C’est typiquement le genre de film que je n’aurais, sans doute, jamais regardé si mon père ne m’avait pas proposé de le voir ensemble. Les Pink Floyd ont mis à disposition la totalité de leurs films gratuitement sur Youtube. Nous en avons profité. Mon père l’a regardé bien plus d’une fois et le connaît par cœur. Moi, c’était la première fois.
Ce n’était pas un film à proprement parler, mais plutôt un long clip de plus d’une heure. Il y a un mélange de scènes filmées et de scènes animées. La démarche artistique est super intéressante, notamment par sa scénographie que j’ai trouvé incroyable. On retrouve des éléments de décors qui se ressemblent avec des lumières et des environnements différents comme les deux marteaux croisés symbolique d’une dictature et la lampe avec un canapé, un fauteuil ou une chaise pour s’asseoir.
Ce n’est donc pas un biopic. Pourtant, on retrouve certains aspects d’une vie : l’absence d’un père mort pendant la Seconde Guerre mondiale, l’absence de présence et de l’amour d’une mère qui ne choisit jamais son enfant et son bien-être, des moments de solitude, des moments de dépression, des moments de romance, des moments durs de rupture et de tromperie, ds moments passés avec des groupies qui ont l’air d’être traumatisants, et des pensées très noires.

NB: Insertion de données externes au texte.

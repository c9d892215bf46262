//! Inline attribute builder: `class` and `style` values for rendered markup.
//!
//! Only fields that declare a `class_template` or `style_template` take part.
//! The same resolvers as the compiler are used, but there is no selector
//! scoping and no breakpoint expansion: responsive fields contribute their
//! desktop value.

use serde_json::Value;

use crate::compiler::ResolvedSettings;
use crate::condition;
use crate::field::{FieldDefinition, FieldType};
use crate::resolve::{self, Resolved};
use crate::schema::{Category, ControlSchema, FieldEntry};
use crate::settings::{ResponsiveValue, SettingsTree};
use crate::template::{Template, VALUE};

/// Space-joined classes from fields with a class mapping.
pub fn build_css_classes(schema: &ControlSchema, settings: &SettingsTree) -> String {
    collect(schema, settings, FieldDefinition::class_template).join(" ")
}

/// `; `-joined inline declarations from fields with a style mapping.
pub fn generate_style_attribute(schema: &ControlSchema, settings: &SettingsTree) -> String {
    collect(schema, settings, FieldDefinition::style_template)
        .iter()
        .map(|decl| decl.trim_end_matches(';').trim())
        .filter(|decl| !decl.is_empty())
        .collect::<Vec<_>>()
        .join("; ")
}

/// Escape text for a double-quoted HTML attribute.
pub fn escape_attribute(s: &str) -> String {
    s.replace('&', "&amp;")
        .replace('<', "&lt;")
        .replace('>', "&gt;")
        .replace('"', "&quot;")
        .replace('\'', "&#39;")
}

fn collect(
    schema: &ControlSchema,
    settings: &SettingsTree,
    mapping: fn(&FieldDefinition) -> Option<&Template>,
) -> Vec<String> {
    if schema.category() != Category::General {
        tracing::debug!(category = schema.category().name(), "attribute mappings only apply to general fields");
        return Vec::new();
    }
    let view = ResolvedSettings::new(schema, settings);

    schema
        .fields()
        .iter()
        .filter_map(|entry| {
            let template = mapping(entry.field)?;
            if let Some(cond) = entry.field.condition() {
                if !condition::evaluate(cond, &view, &entry.group_path()) {
                    return None;
                }
            }
            let resolved = resolve_desktop(entry, settings)?;
            if !should_emit(entry.field, &resolved) {
                return None;
            }
            let text = escape_attribute(resolved.tokens.render(template).trim());
            (!text.is_empty()).then_some(text)
        })
        .collect()
}

fn resolve_desktop(entry: &FieldEntry<'_>, settings: &SettingsTree) -> Option<Resolved> {
    let path = entry.path();
    let desktop = |value: &Value| ResponsiveValue::from_stored(value).desktop;
    let stored = settings.get(&path).and_then(desktop);
    let default = desktop(entry.field.default_value());
    match resolve::resolve(entry.field, stored.as_ref(), default.as_ref()) {
        Ok(resolved) => Some(resolved),
        Err(err) => {
            tracing::warn!(field = %path, "skipping attribute: {err}");
            None
        }
    }
}

/// Toggles map only when on; everything else when its value is non-empty.
fn should_emit(field: &FieldDefinition, resolved: &Resolved) -> bool {
    let value = resolved.tokens.get(VALUE).unwrap_or_default();
    match field.field_type() {
        FieldType::Toggle => is_truthy(value),
        _ => !value.is_empty(),
    }
}

fn is_truthy(value: &str) -> bool {
    !matches!(
        value.trim().to_ascii_lowercase().as_str(),
        "" | "false" | "0" | "no" | "off"
    )
}

#[cfg(test)]
mod tests {
    use super::*;
    use crate::condition::Condition;
    use crate::field::FieldBuilder;
    use crate::schema::SchemaBuilder;
    use serde_json::json;

    fn schema() -> ControlSchema {
        SchemaBuilder::new(Category::General)
            .add_group("content", "Content")
            .unwrap()
            .field(
                FieldBuilder::field(FieldType::Select, "size", "Size")
                    .with_options([("small", "Small"), ("large", "Large")])
                    .with_default("small")
                    .with_class("size-{{VALUE}}"),
            )
            .unwrap()
            .field(
                FieldBuilder::field(FieldType::Toggle, "full_width", "Full width")
                    .with_default(false)
                    .with_class("is-full-width"),
            )
            .unwrap()
            .field(
                FieldBuilder::field(FieldType::Color, "accent", "Accent")
                    .with_style("--accent: {{VALUE}}"),
            )
            .unwrap()
            .field(
                FieldBuilder::field(FieldType::Number, "max_width", "Max width")
                    .with_unit("px")
                    .with_responsive(true)
                    .with_style("max-width: {{VALUE}};"),
            )
            .unwrap()
            .field(
                FieldBuilder::field(FieldType::Text, "note", "Note")
                    .with_condition(Condition::when("full_width", true))
                    .with_class("{{VALUE}}"),
            )
            .unwrap()
            .end_group()
            .get_fields()
    }

    #[test]
    fn test_classes_from_defaults() {
        assert_eq!(build_css_classes(&schema(), &SettingsTree::new()), "size-small");
    }

    #[test]
    fn test_toggle_and_condition() {
        let tree = SettingsTree::from_value(json!({
            "content": {"size": "large", "full_width": true, "note": "boxed"}
        }));
        assert_eq!(build_css_classes(&schema(), &tree), "size-large is-full-width boxed");
    }

    #[test]
    fn test_style_attribute_uses_desktop_value() {
        let tree = SettingsTree::from_value(json!({
            "content": {"accent": "#f00", "max_width": {"desktop": 640, "mobile": 320}}
        }));
        assert_eq!(
            generate_style_attribute(&schema(), &tree),
            "--accent: #f00; max-width: 640px"
        );
    }

    #[test]
    fn test_empty_values_are_skipped() {
        assert_eq!(generate_style_attribute(&schema(), &SettingsTree::new()), "");
    }

    #[test]
    fn test_values_are_escaped() {
        let tree = SettingsTree::from_value(json!({
            "content": {"full_width": true, "note": "a\"b<c>"}
        }));
        assert_eq!(
            build_css_classes(&schema(), &tree),
            "size-small is-full-width a&quot;b&lt;c&gt;"
        );
    }

    #[test]
    fn test_style_schemas_are_ignored() {
        let schema = SchemaBuilder::new(Category::Style).get_fields();
        assert_eq!(build_css_classes(&schema, &SettingsTree::new()), "");
    }

    #[test]
    fn test_truthiness() {
        assert!(is_truthy("true"));
        assert!(is_truthy("yes"));
        assert!(!is_truthy("false"));
        assert!(!is_truthy(""));
        assert!(!is_truthy("0"));
    }
}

Globalement, on voit qu’il y a un vrai problème avec les femmes en commençant par sa relation avec sa mère.
Mon moment préféré est sur l'éducation à l’école qui brime la créativité, ne se base que sur l’uniformisation d’un collectif plutôt que le développement de talent plus individuel qui servirait une part créative du collectif, de ses imaginaires, etc. C’est très graphique, très imagé. Le travail pour la synchronisation des chorégraphies a dû demander tant d’heures.
Je suis impressionnée par le résultat global et j’en retiendrais la démarche artistique et les messages politiques sur la Seconde Guerre mondiale, l’éducation, le mur de Berlin, la créativité et l’assemblement de tout. C’était très pertinent et intéressant à découvrir.